The Moore Prize

2021

The Moore Prize Winner 2021

The End of Where We Begin by Rosalind Russell

Russell creates a compelling portrait of three diverse individuals who escape South Sudan as civil war erupts. We are exposed to the heart-breaking stories of these people and their terrifying journeys to Bidi Bidi in Uganda, the world’s largest refugee camp. Russell exposes their loss of family, home and livelihood and their endless struggles to survive and live productive lives despite attack, injury, exile and trauma. The End of Where We Begin brings into focus a major human rights crisis that is often overlooked, and engages our hearts with vivid and moving stories of characters whose undaunted will prevails against overwhelming odds.

The Moore Prize 2021 Short List for Writing on Human Rights

Made In China: A Prisoner, an SOS letter and the Hidden Costs of America’s Cheap Goods by Amelia Pang

Julie Keith, an unlikely human rights activist in the US, discovers a hand-written note, a cry for help, in a package of Hallowe’en decorations made in China. She goes on a quest to find Sun Yi (the author of the note) in China. Pang takes the reader on a journey through China’s network of forced labour camps, exposing abuse, torture and exploitation. The demands of Western consumerism are made at the expense of the lives of Sun and tens of thousands of others like him. In the West, we have a general impression of the use of forced labour in China. What we lack is access to the details of personal stories of the inmates of these labour camps. Made in China exposes the real situation that underlies our obsession with cheap consumer goods.

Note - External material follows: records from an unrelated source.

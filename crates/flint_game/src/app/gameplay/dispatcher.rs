use flint_host::{NodeId, SceneCollaborator, SceneError};
use tracing::{debug, info, trace, warn};

use super::clock::{advance_clock, enemy_position, spawn_due};
use super::nodes;
use super::types::{Action, ApplicationState, Enemy, Screen};
use crate::app::config::{GameplayConfig, RestartPolicy};

/// Owns the application state and applies actions to it one at a time.
#[derive(Debug)]
pub(crate) struct GameController {
    config: GameplayConfig,
    state: ApplicationState,
    menu_node: NodeId,
    game_node: NodeId,
}

impl GameController {
    /// Builds the menu and game nodes and shows the menu.
    pub(crate) fn new(
        config: GameplayConfig,
        scene: &mut dyn SceneCollaborator,
    ) -> Result<Self, SceneError> {
        let menu_node = scene.create_node(&nodes::menu_node(&config.menu))?;
        let game_node = scene.create_node(&nodes::game_node())?;
        scene.attach(menu_node)?;
        info!(
            menu = ?menu_node,
            game = ?game_node,
            restart_policy = ?config.restart_policy,
            "controller_ready"
        );
        Ok(Self {
            config,
            state: ApplicationState::default(),
            menu_node,
            game_node,
        })
    }

    pub(crate) fn state(&self) -> &ApplicationState {
        &self.state
    }

    #[cfg(test)]
    pub(crate) fn state_mut(&mut self) -> &mut ApplicationState {
        &mut self.state
    }

    pub(crate) fn menu_node(&self) -> NodeId {
        self.menu_node
    }

    pub(crate) fn game_node(&self) -> NodeId {
        self.game_node
    }

    pub(crate) fn dispatch(&mut self, action: Action, scene: &mut dyn SceneCollaborator) {
        trace!(action = ?action, "dispatch");
        match action {
            Action::Frame { timestamp } => self.on_frame(timestamp, scene),
            Action::StartGame => self.start_game(scene),
            Action::CancelGame => self.cancel_game(scene),
            Action::SpawnEnemy => self.spawn_enemy(scene),
        }
        self.debug_check_invariants();
    }

    fn on_frame(&mut self, timestamp: f64, scene: &mut dyn SceneCollaborator) {
        if self.state.screen != Screen::Game {
            trace!(timestamp, "frame_ignored");
            return;
        }
        if advance_clock(&mut self.state, timestamp).is_none() {
            warn!(timestamp, "frame_timestamp_rejected");
            return;
        }
        if spawn_due(&self.state, &self.config.spawner) {
            self.dispatch(Action::SpawnEnemy, scene);
        }
        self.update_positions(scene);
    }

    fn start_game(&mut self, scene: &mut dyn SceneCollaborator) {
        self.state.screen = Screen::Game;
        self.state.level = 1;
        self.state.spawned_count = 0;
        self.state.session = self.state.session.saturating_add(1);
        if self.config.restart_policy == RestartPolicy::Clear {
            self.clear_enemies(scene);
        }
        absorb(scene.detach(self.menu_node), "detach_menu");
        absorb(scene.attach(self.game_node), "attach_game");
        info!(
            session = self.state.session,
            retained_enemies = self.state.entities.len(),
            "game_started"
        );
    }

    fn cancel_game(&mut self, scene: &mut dyn SceneCollaborator) {
        self.state.screen = Screen::Menu;
        self.state.level = 1;
        absorb(scene.detach(self.game_node), "detach_game");
        absorb(scene.attach(self.menu_node), "attach_menu");
        info!(
            session = self.state.session,
            spawned = self.state.spawned_count,
            "game_cancelled"
        );
    }

    fn spawn_enemy(&mut self, scene: &mut dyn SceneCollaborator) {
        let spawner = &self.config.spawner;
        let index = self.state.spawned_count;
        let desc = nodes::enemy_node(spawner, self.state.session, index);
        let Some(node) = absorb(scene.create_node(&desc), "create_enemy") else {
            return;
        };
        self.state.spawned_count += 1;
        self.state.entities.push(Enemy {
            index,
            session: self.state.session,
            node,
            position: spawner.spawn_position,
        });
        absorb(scene.add_child(self.game_node, node), "add_enemy");
        debug!(
            index,
            session = self.state.session,
            elapsed_seconds = self.state.elapsed_seconds,
            "enemy_spawned"
        );
        if self.state.spawned_count == spawner.capacity {
            info!(
                session = self.state.session,
                capacity = spawner.capacity,
                "spawn_capacity_reached"
            );
        }
    }

    fn clear_enemies(&mut self, scene: &mut dyn SceneCollaborator) {
        let removed = self.state.entities.take_all();
        for enemy in &removed {
            trace!(index = enemy.index, session = enemy.session, "enemy_removed");
            absorb(scene.destroy_node(enemy.node), "destroy_enemy");
        }
        if !removed.is_empty() {
            debug!(removed = removed.len(), "enemies_cleared");
        }
    }

    fn update_positions(&mut self, scene: &mut dyn SceneCollaborator) {
        let elapsed = self.state.elapsed_seconds;
        let spawner = &self.config.spawner;
        for (slot, enemy) in self.state.entities.iter_mut().enumerate() {
            enemy.position = enemy_position(slot, elapsed, spawner);
            absorb(scene.set_position(enemy.node, enemy.position), "move_enemy");
        }
    }

    fn debug_check_invariants(&self) {
        let state = &self.state;
        debug_assert!(state.level >= 1, "level dropped below 1");
        debug_assert!(state.elapsed_seconds >= 0.0, "negative elapsed time");
        debug_assert_eq!(
            state.spawned_count,
            state.session_entity_count(),
            "spawn count out of step with the session's enemies"
        );
    }
}

/// Scene rejections are logged and dropped; the controller keeps going.
fn absorb<T>(result: Result<T, SceneError>, operation: &'static str) -> Option<T> {
    match result {
        Ok(value) => Some(value),
        Err(error) => {
            warn!(operation, error = %error, "scene_call_rejected");
            None
        }
    }
}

The Daughters of Kobani: A Story of Rebellion, Courage, and Justice by Gayle Tzemach Lemmon

In 2014, in northeastern Syria, an all-female militia waged war against ISIS. They started in their small town of Kobani before spreading across the north of the country. This is an immediate, intense story of the women fighters of the Kurdish militia. After decades without basic human rights in their families and communities, they take up arms against ISIS. By battling (and winning) against ISIS, they prove their right to equality on and off the battlefield and begin to change the lives of women in Kurdish Syria. Lemmon’s years of research, interviews and on-the-ground reporting have created a true-life story that is at once terrifying, remarkable and inspiring. It causes us to reflect on courage in the face of an intractable perpetrator willing to commit atrocities against civilians and the right to self-defence as an essential human right.

Eat the Buddha: Life, Death and Resistance in a Tibetan Town by Barbara Demick

Using in-depth interviews with residents of Ngaba—monks, townspeople and princess—Demick documents the suffering and oppression that result from China’s rule of Tibet. We are transported to a small town on the edge of the Tibetan plateau, at the heart of the defiance against China. Demick’s compelling story of intergenerational struggle against an oppressive regime unfolds as we learn the myriad ways individuals were able to resist domination. This is a story of the personal relationships and loyalties that transcend the line between “enemy” and “ally”. While one of the most powerful countries in the world works to eradicate Tibetan culture, religion and identity, Demick brings a magnifying glass to reveal one of the most difficult places to reach in Tibet and brilliantly brings the story of its people to the world’s attention.

2021 Judges

Chief Judge: Adrienne Loftus Parkins

Adrienne Loftus Parkins is an international literary consultant and founder/former director of the Asia House Festival of Asian Literature. In her current roles as Advisor to Bangkok Edge, a co-founder of M Fest–Festival of Muslim Cultures & Ideas and as a member of the steering committee of the international DSC Prize for South Asian Literature, she has the opportunity promote literature as a tool of cultural understanding across many countries. Adrienne co-founded Anamika, a women’s educational group in India, headed the National Museums’ public lecture programme in Singapore and worked with the Pan Asian Women’s Association to promote Asian women writers. In 2019 Adrienne was a Moore Prize Judge.

Minh Bui Jones is the founder and editor of Mekong Review, a quarterly English-language magazine of arts, literature, culture, politics, the environment and society in Asia. Bui Jones is a Vietnamese-Australian journalist who has worked for SBS-TV, the Sydney Morning Herald and Asia Times Online. He was the founder of The Diplomat and American Review. With the founding of Mekong Review in 2015, he has established himself as one of Asia’s leading literary publishers.

Debbie Stothard is an active promoter of human rights in Burma where she developed the first ongoing women-specific training program for Burma. In 1996, she founded the Alternative Asean Network on Burma (Altsean-Burma). During her 32 year career, she has worked as a journalist, community education consultant, governmental advisor and trainer in Malaysia, Australia and Thailand. She has worked with UN and Asean institutions as well as several governments in Asia, North America and Europe. She became Deputy Secretary-General of the FIDH in November 2010. Between 2010 and 2013, she represented FIDH on missions or at conferences in Belgium, Brazil, Burma, France, India, Malaysia, Maldives, Peru, Sri Lanka, Switzerland, and the United States. She was elected secretary general of FIDH in May 2013.